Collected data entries
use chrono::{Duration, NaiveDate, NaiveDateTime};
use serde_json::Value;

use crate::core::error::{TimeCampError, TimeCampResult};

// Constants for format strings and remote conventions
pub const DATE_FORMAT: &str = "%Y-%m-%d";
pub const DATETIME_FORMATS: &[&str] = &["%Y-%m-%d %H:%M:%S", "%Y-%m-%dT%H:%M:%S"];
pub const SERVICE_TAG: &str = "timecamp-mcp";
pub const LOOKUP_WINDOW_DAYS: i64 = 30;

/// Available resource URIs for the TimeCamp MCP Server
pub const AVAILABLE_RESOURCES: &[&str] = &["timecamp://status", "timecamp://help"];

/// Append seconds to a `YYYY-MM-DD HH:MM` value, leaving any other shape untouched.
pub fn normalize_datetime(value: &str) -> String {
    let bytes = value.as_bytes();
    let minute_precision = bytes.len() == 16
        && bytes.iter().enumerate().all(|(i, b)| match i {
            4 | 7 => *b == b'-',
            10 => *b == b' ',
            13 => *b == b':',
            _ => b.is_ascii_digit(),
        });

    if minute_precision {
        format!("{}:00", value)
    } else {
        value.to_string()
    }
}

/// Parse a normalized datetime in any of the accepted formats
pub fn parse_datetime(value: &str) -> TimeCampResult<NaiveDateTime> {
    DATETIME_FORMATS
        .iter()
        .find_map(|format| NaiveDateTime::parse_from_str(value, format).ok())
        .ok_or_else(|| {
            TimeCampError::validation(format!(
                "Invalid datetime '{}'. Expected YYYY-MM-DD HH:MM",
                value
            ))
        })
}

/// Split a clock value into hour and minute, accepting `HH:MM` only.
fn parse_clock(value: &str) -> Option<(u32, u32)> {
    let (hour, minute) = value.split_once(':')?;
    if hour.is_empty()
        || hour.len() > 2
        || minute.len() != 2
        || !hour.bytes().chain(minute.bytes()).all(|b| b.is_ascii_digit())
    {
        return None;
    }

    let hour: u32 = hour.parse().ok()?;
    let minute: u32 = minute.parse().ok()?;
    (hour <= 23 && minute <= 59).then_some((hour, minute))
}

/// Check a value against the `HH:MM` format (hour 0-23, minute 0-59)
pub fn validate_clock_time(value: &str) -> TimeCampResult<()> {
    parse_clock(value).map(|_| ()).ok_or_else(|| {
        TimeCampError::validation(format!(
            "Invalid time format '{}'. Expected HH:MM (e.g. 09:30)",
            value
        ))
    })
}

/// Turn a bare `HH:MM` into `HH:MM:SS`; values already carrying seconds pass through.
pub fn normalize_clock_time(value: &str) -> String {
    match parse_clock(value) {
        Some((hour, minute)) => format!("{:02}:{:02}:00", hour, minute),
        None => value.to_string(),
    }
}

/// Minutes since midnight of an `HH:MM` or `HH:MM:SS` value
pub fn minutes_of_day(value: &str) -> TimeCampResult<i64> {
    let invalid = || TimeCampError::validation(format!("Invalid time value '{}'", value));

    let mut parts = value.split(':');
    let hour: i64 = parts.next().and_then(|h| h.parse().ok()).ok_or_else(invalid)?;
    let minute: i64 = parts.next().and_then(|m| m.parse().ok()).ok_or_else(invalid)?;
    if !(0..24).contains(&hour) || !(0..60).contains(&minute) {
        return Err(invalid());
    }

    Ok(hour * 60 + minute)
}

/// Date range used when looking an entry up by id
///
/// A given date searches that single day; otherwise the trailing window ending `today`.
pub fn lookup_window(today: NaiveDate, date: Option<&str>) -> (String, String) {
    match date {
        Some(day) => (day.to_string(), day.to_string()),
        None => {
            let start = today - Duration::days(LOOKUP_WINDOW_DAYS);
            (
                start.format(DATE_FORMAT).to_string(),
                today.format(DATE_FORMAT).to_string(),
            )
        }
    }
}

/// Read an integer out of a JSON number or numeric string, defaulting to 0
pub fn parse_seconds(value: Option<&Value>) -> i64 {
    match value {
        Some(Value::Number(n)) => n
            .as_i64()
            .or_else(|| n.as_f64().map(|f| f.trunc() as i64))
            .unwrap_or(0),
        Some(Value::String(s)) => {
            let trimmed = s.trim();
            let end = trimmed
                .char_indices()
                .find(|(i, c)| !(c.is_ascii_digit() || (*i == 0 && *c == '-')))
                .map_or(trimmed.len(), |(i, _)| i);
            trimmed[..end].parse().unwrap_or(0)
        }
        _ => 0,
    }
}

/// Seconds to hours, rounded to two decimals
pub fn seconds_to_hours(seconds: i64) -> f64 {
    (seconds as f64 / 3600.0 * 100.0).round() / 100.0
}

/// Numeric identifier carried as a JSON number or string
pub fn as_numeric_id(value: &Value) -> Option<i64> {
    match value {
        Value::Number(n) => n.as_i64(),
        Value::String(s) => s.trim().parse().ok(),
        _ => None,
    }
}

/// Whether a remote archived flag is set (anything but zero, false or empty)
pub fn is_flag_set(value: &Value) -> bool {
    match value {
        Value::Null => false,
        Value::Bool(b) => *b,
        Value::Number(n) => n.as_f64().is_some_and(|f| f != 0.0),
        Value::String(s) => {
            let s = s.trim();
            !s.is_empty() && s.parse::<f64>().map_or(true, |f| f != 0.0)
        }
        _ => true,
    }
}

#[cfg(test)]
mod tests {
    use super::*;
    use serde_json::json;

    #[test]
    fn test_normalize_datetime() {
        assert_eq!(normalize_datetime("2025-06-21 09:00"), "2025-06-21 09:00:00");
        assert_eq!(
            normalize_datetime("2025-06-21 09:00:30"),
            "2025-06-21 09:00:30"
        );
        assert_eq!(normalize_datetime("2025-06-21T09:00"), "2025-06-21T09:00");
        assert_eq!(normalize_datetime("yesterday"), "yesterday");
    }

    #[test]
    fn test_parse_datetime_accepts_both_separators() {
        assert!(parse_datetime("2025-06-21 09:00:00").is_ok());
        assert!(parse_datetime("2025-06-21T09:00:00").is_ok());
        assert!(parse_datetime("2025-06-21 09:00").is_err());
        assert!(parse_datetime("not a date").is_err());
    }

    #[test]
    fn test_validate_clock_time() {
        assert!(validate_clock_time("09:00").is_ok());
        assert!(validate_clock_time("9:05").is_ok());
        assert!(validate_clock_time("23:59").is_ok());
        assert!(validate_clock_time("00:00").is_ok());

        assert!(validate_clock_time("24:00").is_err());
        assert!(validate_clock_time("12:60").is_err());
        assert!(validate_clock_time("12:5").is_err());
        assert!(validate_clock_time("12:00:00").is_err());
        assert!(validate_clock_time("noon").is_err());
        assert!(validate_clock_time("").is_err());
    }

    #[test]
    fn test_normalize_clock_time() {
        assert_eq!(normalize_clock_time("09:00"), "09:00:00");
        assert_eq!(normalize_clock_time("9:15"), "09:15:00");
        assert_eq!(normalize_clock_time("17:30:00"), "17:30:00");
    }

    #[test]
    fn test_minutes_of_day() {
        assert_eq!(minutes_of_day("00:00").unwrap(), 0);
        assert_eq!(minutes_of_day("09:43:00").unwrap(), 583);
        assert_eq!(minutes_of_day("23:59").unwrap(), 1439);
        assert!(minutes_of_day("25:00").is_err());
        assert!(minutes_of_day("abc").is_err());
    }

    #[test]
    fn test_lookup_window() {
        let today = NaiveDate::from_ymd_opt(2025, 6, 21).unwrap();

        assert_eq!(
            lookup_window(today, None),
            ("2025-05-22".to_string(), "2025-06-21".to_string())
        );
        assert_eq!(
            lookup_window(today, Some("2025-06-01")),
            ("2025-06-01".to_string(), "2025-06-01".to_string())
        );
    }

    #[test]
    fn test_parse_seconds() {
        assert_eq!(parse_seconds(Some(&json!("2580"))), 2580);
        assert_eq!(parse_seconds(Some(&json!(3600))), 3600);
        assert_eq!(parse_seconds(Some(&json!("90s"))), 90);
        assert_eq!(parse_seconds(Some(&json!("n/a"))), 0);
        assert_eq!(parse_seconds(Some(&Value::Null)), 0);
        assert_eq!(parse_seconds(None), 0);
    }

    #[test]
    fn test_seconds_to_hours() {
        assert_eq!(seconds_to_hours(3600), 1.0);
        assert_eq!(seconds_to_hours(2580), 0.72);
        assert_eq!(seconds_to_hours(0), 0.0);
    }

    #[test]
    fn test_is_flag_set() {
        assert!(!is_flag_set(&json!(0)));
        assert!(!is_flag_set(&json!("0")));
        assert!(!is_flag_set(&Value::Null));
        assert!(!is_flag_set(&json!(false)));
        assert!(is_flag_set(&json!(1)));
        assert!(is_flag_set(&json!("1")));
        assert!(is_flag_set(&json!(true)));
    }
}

Assignment: All lines with the string "parts" must be copied from the data.

Task response:
    let mut parts = value.split(':');
    let hour: i64 = parts.next().and_then(|h| h.parse().ok()).ok_or_else(invalid)?;
    let minute: i64 = parts.next().and_then(|m| m.parse().ok()).ok_or_else(invalid)?;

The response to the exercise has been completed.